By KENNETH A. DODGE
The most intriguing innovation of the century in public financing of social services is suddenly at risk of being flushed down the drain.
“Pay for success” programs, otherwise known as social impact bonds, are a way for government to secure private investment in social programs and to minimize risk because payback with interest to the investor occurs only upon proof that the program achieves successful outcomes. The first Pay for Success contract, for juvenile delinquency diversion at Rikers Island, failed to show success, and the government did not pay investors for the program.
The second such contract, for prekindergarten in Utah, evened the score as the state government recently began to pay back investors. But according to a recent article in The New York Times, critics have argued that the way success is being measured in Utah may be flawed — that children may not actually be helped and that the government may have made a mistake.
I suggest that we not throw the baby out with the bath water here. There are numerous overlooked benefits of the Pay for Success innovation that we should emulate.
The measurement of success in the Utah contract was based on the outcomes of a group of 4-year-old children who had scored very poorly on a vocabulary test before they received free prekindergarten and presumably would have been at elevated risk for later placement into costly special education. By the terms of the contract, the investors receive financial compensation for every one of these children who progresses through elementary school without being placed in special education. If fewer than 50 percent are ultimately so placed, the investors will be paid back in full and could earn a positive rate of return on their investment.
Critics argue that no one really knows what proportion of these children would have been placed into special education had the program not been offered, and perhaps the payback algorithm is tilted in favor of the investors. Scientists will agree that the counterfactual rate is indeed not known for this group of Utah children. Only a randomized controlled trial could provide a more rigorous way to measure impact, but that option was unfeasible in this case. So no one knows for sure, and the parties in the contract generated their best estimate. I believe the best available science indicates their estimate is reasonable.
Rather than be cynical here about investors who are trying to perform a social good, I point toward a growing body of rigorous science that shows that high-quality prekindergarten can lead not only to decreased use of costly special education services but can also improve later educational performance, decrease costly grade retention and improve life skills that could bring a wide array of positive benefits. These unmeasured benefits could make the State of Utah look like a shrewd contractor.
Of course, we cannot know for sure in this case. A bonus is that the contract limits Utah’s risk by ensuring that it will not double-pay for a child’s prekindergarten and special education expenses.
Other benefits become obvious if one contemplates Utah’s alternative, which is what is happening elsewhere. In other locales, prekindergarten programs are being carried out and financed by governments without any effort to measure long-term outcomes.
So the Utah case is a step in the right direction because it shines light on outcomes rather than merely documenting implementation. Children are being tracked at least through sixth grade, which will lead officials to improve their programs if and when improvements are needed. This is a huge advance for evidence-based policy-making.

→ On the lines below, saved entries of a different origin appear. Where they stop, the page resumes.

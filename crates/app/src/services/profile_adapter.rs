//! Profile-driven device handler.

use std::sync::{Mutex, MutexGuard, PoisonError};

use hearthlink_domain::device::DeviceRecord;
use hearthlink_domain::error::BridgeError;
use hearthlink_domain::id::DeviceId;
use hearthlink_domain::payload::{CloudPayload, LanPayload, WirelessPayload};
use hearthlink_domain::profile::{self, DeviceProfile, DeviceState, Intent};
use hearthlink_domain::update::ReconciledUpdate;

use crate::error::IntentError;
use crate::event_bus::{DeviceEvent, StateEventBus};
use crate::ports::{DeviceHandler, TransportClient};
use crate::services::Dispatcher;

/// Drives one device through its [`DeviceProfile`].
///
/// Intents are planned against the cached state, dispatched, and committed
/// only once a transport accepted them. Reconciled updates are folded back
/// into the cache and published on the event bus.
#[derive(Debug)]
pub struct ProfileAdapter {
    device: DeviceId,
    profile: &'static DeviceProfile,
    state: Mutex<DeviceState>,
    events: Option<StateEventBus>,
}

impl ProfileAdapter {
    /// Adapter for `device`, picking the profile by model.
    #[must_use]
    pub fn new(device: &DeviceRecord) -> Self {
        Self {
            device: device.id.clone(),
            profile: profile::lookup(&device.model),
            state: Mutex::new(DeviceState::default()),
            events: None,
        }
    }

    #[must_use]
    pub fn with_events(mut self, events: StateEventBus) -> Self {
        self.events = Some(events);
        self
    }

    #[must_use]
    pub fn device(&self) -> &DeviceId {
        &self.device
    }

    #[must_use]
    pub fn profile(&self) -> &'static DeviceProfile {
        self.profile
    }

    /// Snapshot of the cached state.
    #[must_use]
    pub fn state(&self) -> DeviceState {
        self.lock().clone()
    }

    fn lock(&self) -> MutexGuard<'_, DeviceState> {
        self.state.lock().unwrap_or_else(PoisonError::into_inner)
    }

    /// Carry out `intent` on `device` through `dispatcher`.
    ///
    /// Nothing is sent when the cached state already matches.
    ///
    /// # Errors
    ///
    /// Returns [`IntentError::Profile`] when the profile cannot express the
    /// intent and [`IntentError::Dispatch`] when no transport accepted the
    /// command; the cached state is left untouched in both cases.
    #[tracing::instrument(
        skip(self, dispatcher, device),
        fields(device = %self.device, intent = intent.name())
    )]
    pub async fn handle_intent<L, C, W>(
        &self,
        dispatcher: &Dispatcher<L, C, W>,
        device: &DeviceRecord,
        intent: Intent,
    ) -> Result<(), IntentError>
    where
        L: TransportClient<Payload = LanPayload>,
        C: TransportClient<Payload = CloudPayload>,
        W: TransportClient<Payload = WirelessPayload>,
    {
        let planned = self.profile.plan(&self.lock(), intent)?;
        let Some(command) = planned else {
            tracing::debug!("state already matches");
            return Ok(());
        };

        let transport = dispatcher.send_device_update(device, &command).await?;
        self.profile.commit(&mut self.lock(), intent);
        tracing::info!(%transport, "intent applied");
        Ok(())
    }
}

impl DeviceHandler for ProfileAdapter {
    fn external_update(&self, update: &ReconciledUpdate) -> Result<(), BridgeError> {
        let changes = self.profile.apply(&mut self.lock(), update);
        if changes.is_empty() {
            return Ok(());
        }

        for change in &changes {
            tracing::info!(
                device = %self.device,
                source = %update.source,
                ?change,
                "state changed"
            );
        }
        if let Some(events) = &self.events {
            events.publish(DeviceEvent {
                device: self.device.clone(),
                source: update.source,
                changes,
            });
        }
        Ok(())
    }
}

#[cfg(test)]
mod tests {
    use std::time::Duration;

    use super::*;
    use crate::error::DispatchError;
    use crate::services::WirelessQueue;
    use crate::testing::{FakeDispatcher, FakeTransport, device_with_model};
    use hearthlink_domain::codec::frame;
    use hearthlink_domain::command::PowerState;
    use hearthlink_domain::device::Transport;
    use hearthlink_domain::profile::{ProfileError, StateChange};
    use hearthlink_domain::time::now;
    use hearthlink_domain::update::UpdateSource;

    fn dispatcher(cloud_fails: bool) -> FakeDispatcher {
        Dispatcher::new(WirelessQueue::new(Duration::ZERO))
            .with_cloud(FakeTransport::new(Transport::Cloud, cloud_fails))
            .with_wireless(FakeTransport::new(Transport::Wireless, true))
    }

    #[tokio::test]
    async fn should_commit_speed_after_successful_dispatch() {
        let device = device_with_model("H7107");
        let adapter = ProfileAdapter::new(&device);
        let d = dispatcher(false);

        adapter.handle_intent(&d, &device, Intent::SetSpeed(7)).await.unwrap();

        assert_eq!(adapter.state().speed, Some(7));
        let sent = d.cloud().unwrap().sent();
        assert_eq!(sent.len(), 1);
        assert_eq!(sent[0].cmd, "ptReal");
    }

    #[tokio::test]
    async fn should_keep_state_when_dispatch_fails() {
        let device = device_with_model("H7107");
        let adapter = ProfileAdapter::new(&device);
        let d = dispatcher(true);

        let result = adapter.handle_intent(&d, &device, Intent::SetActive(true)).await;

        assert!(matches!(
            result,
            Err(IntentError::Dispatch(DispatchError::NoConnectionMethod))
        ));
        assert_eq!(adapter.state().power, None);
    }

    #[tokio::test]
    async fn should_skip_dispatch_when_state_matches() {
        let device = device_with_model("H7107");
        let adapter = ProfileAdapter::new(&device);
        let d = dispatcher(false);

        adapter.handle_intent(&d, &device, Intent::SetActive(true)).await.unwrap();
        adapter.handle_intent(&d, &device, Intent::SetActive(true)).await.unwrap();

        assert_eq!(d.cloud().unwrap().sent().len(), 1);
        assert_eq!(adapter.state().power, Some(PowerState::On));
    }

    #[tokio::test]
    async fn should_refuse_swing_until_reported() {
        let device = device_with_model("H7107");
        let adapter = ProfileAdapter::new(&device);
        let d = dispatcher(false);

        let result = adapter.handle_intent(&d, &device, Intent::SetSwing(true)).await;

        assert!(matches!(
            result,
            Err(IntentError::Profile(ProfileError::SwingStateUnknown))
        ));
        assert!(d.cloud().unwrap().sent().is_empty());
    }

    #[tokio::test]
    async fn should_publish_reported_changes() {
        let device = device_with_model("H7107");
        let bus = StateEventBus::new(8);
        let mut rx = bus.subscribe();
        let adapter = ProfileAdapter::new(&device).with_events(bus);

        let mut update = ReconciledUpdate::new(UpdateSource::Cloud, now());
        update.commands = Some(vec![frame::encode_code(&[0xAA, 0x05, 0x01, 0x03])]);
        adapter.external_update(&update).unwrap();

        let event = rx.recv().await.unwrap();
        assert_eq!(event.device, device.id);
        assert_eq!(event.changes, vec![StateChange::Speed(3)]);
        assert_eq!(adapter.state().speed, Some(3));
    }

    #[test]
    fn should_not_publish_when_nothing_changed() {
        let device = device_with_model("H6199");
        let bus = StateEventBus::new(8);
        let mut rx = bus.subscribe();
        let adapter = ProfileAdapter::new(&device).with_events(bus);

        let update = ReconciledUpdate::new(UpdateSource::Lan, now());
        adapter.external_update(&update).unwrap();

        assert!(rx.try_recv().is_err());
    }
}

The Utah program provides an early example for encouraging innovation by measuring outcomes and shifting government’s risk on to private investors. It affords a win-win-win opportunity for taxpayers, private investors and children.
With any innovation, early steps often seem crude and inexact. That may be the case in Utah with the lack of a precise counterfactual to measure impact. But try to remember the cumbersome first personal computer or the first cellphone. I expect the measurement of impact in Pay for Success contracts will keep improving, and I hope that each future contract will look more like a sleek computer tablet. I also hope that public policy makers will not shy away from future Pay for Success ventures because they are unsure about the prototype. We should celebrate rather than castigate Utah’s pioneers.
Kenneth A. Dodge, Ph.D., is the William McDougall Professor of Public Policy and Director of the Center for Child and Family Policy at Duke University in Durham, N.C.